Beyond roads and traffic, the south-east’s Comfortable Leavers were often pleased with local services.
One spoke of ‘very good education, very good schools’. Another recognised wide-spread strains on public services, but noted ‘in the area that I am in, which is quite a nice area … we’re fortunate with the services’ we have. Policing, crime and personal safety are, though, a major concern for many.
The views expressed by these comfortably off people reveal the depth of their feelings about congestion and infrastructure in the south-east. They create a problem for Johnson: the more he interprets levelling up as rebalancing, and especially as resolving inequalities, the more he risks antagonising (potentially) disgruntled voters in the south-east.
To be ‘win-win’, levelling up must dramatically rebalance the UK economy, moving away from a growth model driven from the south-east. Even then, Johnson’s ‘win-win’ rhetoric hardly disguises contentious choices over the location of public investments.
Neither enhancing global London nor addressing congestion and crime around its fringes come cheap. Will correcting the UK’s ‘huge’ and ‘deepening’ inequalities win out instead?
Comfortable Leavers have high expectations of Brexit as an opportunity to transform the UK, but precisely how is much less clear. Some in the south-east called for ‘more localised power for local government’. Others were fatalistic, saying ‘I don’t know what the answer is’.
Decentralising power might allow crime and safety to be addressed locally. It could help limit housing development, thereby probably constraining growth. Local action in the south-east should not be expected to rebalance the UK.

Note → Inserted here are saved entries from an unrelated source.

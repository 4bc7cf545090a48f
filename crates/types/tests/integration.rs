//! Integration tests for types

#[cfg(test)]
mod tests {
    use pkgverify_types::*;
    use std::path::Path;

    #[test]
    fn test_manifest_parse_reports_fields() {
        let manifest = PackageManifest::parse(
            r#"{
                "name": "demo",
                "version": "1.0.0",
                "main": "src/app.js",
                "scripts": { "test": "jest" },
                "devDependencies": { "jest": "^29.0.0" }
            }"#,
            Path::new("package.json"),
        )
        .unwrap();

        assert_eq!(manifest.name.as_deref(), Some("demo"));
        assert_eq!(manifest.version.as_deref(), Some("1.0.0"));
        assert_eq!(manifest.main.as_deref(), Some("src/app.js"));
        assert_eq!(manifest.test_script(), Some("jest"));
    }

    #[test]
    fn test_manifest_missing_fields_are_none() {
        let manifest = PackageManifest::parse("{}", Path::new("package.json")).unwrap();
        assert_eq!(manifest, PackageManifest::default());
        assert!(manifest.test_script().is_none());
    }

    #[test]
    fn test_manifest_malformed_is_invalid_manifest() {
        let err = PackageManifest::parse("{ name: demo", Path::new("pkg/package.json"))
            .unwrap_err();
        match err {
            pkgverify_errors::Error::Verify(pkgverify_errors::VerifyError::InvalidManifest {
                path,
                ..
            }) => assert_eq!(path, "pkg/package.json"),
            other => panic!("unexpected error: {other:?}"),
        }
    }

    #[test]
    fn test_manifest_rejects_non_object() {
        assert!(PackageManifest::parse("[1, 2]", Path::new("package.json")).is_err());
        assert!(PackageManifest::parse(r#""demo""#, Path::new("package.json")).is_err());
    }

    #[test]
    fn test_manifest_accepts_unexpected_field_types() {
        let manifest = PackageManifest::parse(
            r#"{
                "name": 42,
                "version": 1,
                "main": null,
                "scripts": { "test": "jest", "lint": null, "build": ["tsc"] }
            }"#,
            Path::new("package.json"),
        )
        .unwrap();

        assert_eq!(manifest.name.as_deref(), Some("42"));
        assert_eq!(manifest.version.as_deref(), Some("1"));
        assert!(manifest.main.is_none());
        assert_eq!(manifest.test_script(), Some("jest"));
        assert_eq!(manifest.scripts.len(), 1);
    }

    #[test]
    fn test_manifest_ignores_non_object_scripts() {
        let manifest =
            PackageManifest::parse(r#"{"name": "demo", "scripts": "jest"}"#, Path::new("package.json"))
                .unwrap();
        assert_eq!(manifest.name.as_deref(), Some("demo"));
        assert!(manifest.test_script().is_none());
    }

    #[test]
    fn test_format_kb() {
        assert_eq!(format_kb(0), "0.00");
        assert_eq!(format_kb(1024), "1.00");
        assert_eq!(format_kb(1536), "1.50");
        assert_eq!(format_kb(2000), "1.95");
    }

    #[test]
    fn test_summary_from_manifest() {
        let manifest = PackageManifest {
            name: Some("demo".into()),
            version: Some("1.0.0".into()),
            main: None,
            ..PackageManifest::default()
        };
        let summary = ManifestSummary::from(&manifest);
        assert_eq!(summary.name.as_deref(), Some("demo"));
        assert!(summary.main.is_none());
    }

    #[test]
    fn test_color_choice_serialization() {
        let json = serde_json::to_string(&ColorChoice::Never).unwrap();
        assert_eq!(json, r#""never""#);
        let format: OutputFormat = serde_json::from_str(r#""json""#).unwrap();
        assert_eq!(format, OutputFormat::Json);
    }
}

London sucks in the UK’s graduates. Many later move out to the wider south-east in search of more space and affordable houses, perhaps when planning a family. These dynamics change England’s electoral geography.
The Chesham and Amersham by-election sounded a warning for Boris Johnson. Making ‘levelling up’ attractive to traditionally Tory Home County constituencies deepens the challenges he faces in appealing to their changing electorates.
By Professor Dan Wincott, research director at UK in a Changing Europe.